The article, jointly bylined by Palestinian human rights lawyer and activist Zaha Hassan and Daniel Levy, the president of the US/Middle East Project and former Israeli negotiator under Ehud Barak and Yitzhak Rabin, is ostensibly about how Ireland can help Palestinians (and Israelis) by becoming a “more robust voice in Europe and beyond.”
However, far from setting out this bold vision of a new Irish-Israeli-Palestinian peace partnership, the op-ed instead reads like nothing more than an unfair diatribe against the Jewish state.

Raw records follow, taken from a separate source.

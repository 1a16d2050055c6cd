pub mod clientid;
pub mod codec;
pub mod filters;
pub mod message;
pub mod replies;
pub mod validate;
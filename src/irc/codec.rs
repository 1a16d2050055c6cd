/// IRC line codec — frames a byte stream into IRC messages.
///
/// Splits on `\r\n` (per RFC 2812), parses each line into a [`Message`],
/// and serializes outgoing messages with `\r\n` termination.
use bytes::{Buf, BufMut, BytesMut};
use tokio_util::codec::{Decoder, Encoder};

use super::message::{Message, ParseError, MAX_MESSAGE_LEN};

/// Codec error: either a protocol parse failure or an I/O error.
#[derive(Debug, thiserror::Error)]
pub enum CodecError {
    #[error("line exceeds maximum length ({MAX_MESSAGE_LEN} bytes)")]
    LineTooLong,
    #[error(transparent)]
    Parse(#[from] ParseError),
    #[error(transparent)]
    Io(#[from] std::io::Error),
}

/// A tokio codec that frames IRC messages on `\r\n` boundaries.
///
/// Lines are bounded at [`MAX_MESSAGE_LEN`] octets including the
/// terminator; anything longer is rejected rather than truncated.
#[derive(Debug, Default)]
pub struct IrcCodec;

impl Decoder for IrcCodec {
    type Item = Message;
    type Error = CodecError;

    fn decode(&mut self, src: &mut BytesMut) -> Result<Option<Self::Item>, Self::Error> {
        // Look for \r\n in the buffer.
        let crlf_pos = src.windows(2).position(|w| w == b"\r\n");

        match crlf_pos {
            Some(pos) => {
                if pos + 2 > MAX_MESSAGE_LEN {
                    return Err(CodecError::LineTooLong);
                }

                // Extract the line (without \r\n), advance the buffer.
                let line_bytes = src.split_to(pos);
                src.advance(2); // skip \r\n

                let line = std::str::from_utf8(&line_bytes)
                    .map_err(|e| std::io::Error::new(std::io::ErrorKind::InvalidData, e))?;

                Ok(Some(Message::parse(line)?))
            }
            None => {
                // No complete line yet. Check if buffer is getting too large.
                if src.len() > MAX_MESSAGE_LEN {
                    return Err(CodecError::LineTooLong);
                }
                Ok(None)
            }
        }
    }
}

impl Encoder<Message> for IrcCodec {
    type Error = CodecError;

    fn encode(&mut self, item: Message, dst: &mut BytesMut) -> Result<(), Self::Error> {
        let wire = item.to_wire();
        dst.reserve(wire.len() + 2);
        dst.put_slice(wire.as_bytes());
        dst.put_slice(b"\r\n");
        Ok(())
    }
}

The problems start in the first paragraph:
Gaza is again, perhaps fleetingly, in the headlines. An Israeli assassination strike, inevitably inflicting civilian casualties, led to rockets being launched towards Israel and waves of Israeli bombings. Palestinians in Gaza have been under an Israeli land and sea blockade for 16 years. A very simple fact about Gaza that is rarely mentioned is that it is overwhelmingly a community of refugees; 70 percent of its population live in refugee camps. Many were expelled from areas in today’s Israel just on the other side of the electrified, highly surveilled and fiercely guarded prison-like fence surrounding the enclave.”
First, there is the obvious issue of confusing the timeline of the latest Israel-Islamic Jihad conflagration — specifically, Hassan and Levy’s assertion that Israel’s “assassination strike” to take out senior figures in the Gaza-based terror group started the conflict. The truth is that Islamic Jihad fired the opening salvo with a volley of 100 rockets into Israel following the death of one of its commanders as the result of a hunger strike in prison.
Second, aside from failing to mention that Egypt also maintains a blockade on Gaza for security purposes, the colorful description of the coastal enclave as being surrounded by an “electrified, highly surveilled and fiercely guarded prison-like fence” is plainly false.
Rather, the barrier that runs the length of the border merely has electronic sensors designed to detect tunnels being dug underneath — not to electrocute every person who unwittingly touches it.
The piece goes on to state that approximately 750,000 Palestinians were “expelled” when the state of Israel was formed, while conveniently forgetting the fact that many Palestinian refugees were created when the nascent Jewish state was invaded by Arab armies sworn to destroy it.
However, the most appalling part of the entire article is the several references to the Holocaust and using the unique horror that was the systematic murder of six million Jews by the Nazis to frame the Nakba:
At the same time Palestinian acknowledgment of the enormity and tragedy of the Holocaust cannot negate the Palestinian experience of the Nakba, absolve those who perpetrated it, or ignore the price still being paid by Palestinians.”
Yet, there has been little in the way of Palestinian “acknowledgment” of the Holocaust, and, in fact, the opposite is true: Gaza’s rulers Hamas have repeatedly denied the scope of the Holocaust, while just last week, Palestinian Authority President Mahmoud Abbas compared Israel to Nazis after previously insisting that Israel was responsible for “50 Holocausts.”
Also not mentioned in the entire piece is the constant terror threat that makes robust security measures in both Gaza and the West Bank a necessity. Indeed, the”fiercely guarded prison-like fence” around Gaza that Hassan and Levy evidently view with such disdain was constructed in response to terrorists crossing into Israel to murder civilians.
The op-ed writers may claim to hope for an escape from the Israel-Palestinian conflict quagmire, but turning a blind eye to Palestinian terrorism and Holocaust denialism won’t help achieve that.